- **Directions for this task**:
Copy out the data so that nothing differs from the original.
-.-.-
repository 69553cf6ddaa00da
pub(crate) mod support;
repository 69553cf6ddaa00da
//! Client protocol frames that are not chat messages.
//!
//! The first frame on every connection must be an [`AuthRequest`]; after
//! that, frames are [`Message`](crate::broker::Message)s.

use serde::{Deserialize, Serialize};

/// Login frame: `{id, appKey, username, token}`.
///
/// Missing fields deserialize as empty strings and fail later, at app lookup
/// or token validation.
#[derive(Debug, Clone, Default, PartialEq, Eq, Serialize, Deserialize)]
#[serde(default)]
pub struct AuthRequest {
    pub id: String,
    #[serde(rename = "appKey")]
    pub app_key: String,
    pub username: String,
    pub token: String,
}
-.-.-
- **Answer box**:
repository 69553cf6ddaa00da
pub(crate) mod support;
repository 69553cf6ddaa00da
//! Client protocol frames that are not chat messages.
//!
//! The first frame on every connection must be an [`AuthRequest`]; after
//! that, frames are [`Message`](crate::broker::Message)s.

use serde::{Deserialize, Serialize};

/// Login frame: `{id, appKey, username, token}`.
///
/// Missing fields deserialize as empty strings and fail later, at app lookup
/// or token validation.
#[derive(Debug, Clone, Default, PartialEq, Eq, Serialize, Deserialize)]
#[serde(default)]
pub struct AuthRequest {
    pub id: String,
    #[serde(rename = "appKey")]
    pub app_key: String,
    pub username: String,
    pub token: String,
}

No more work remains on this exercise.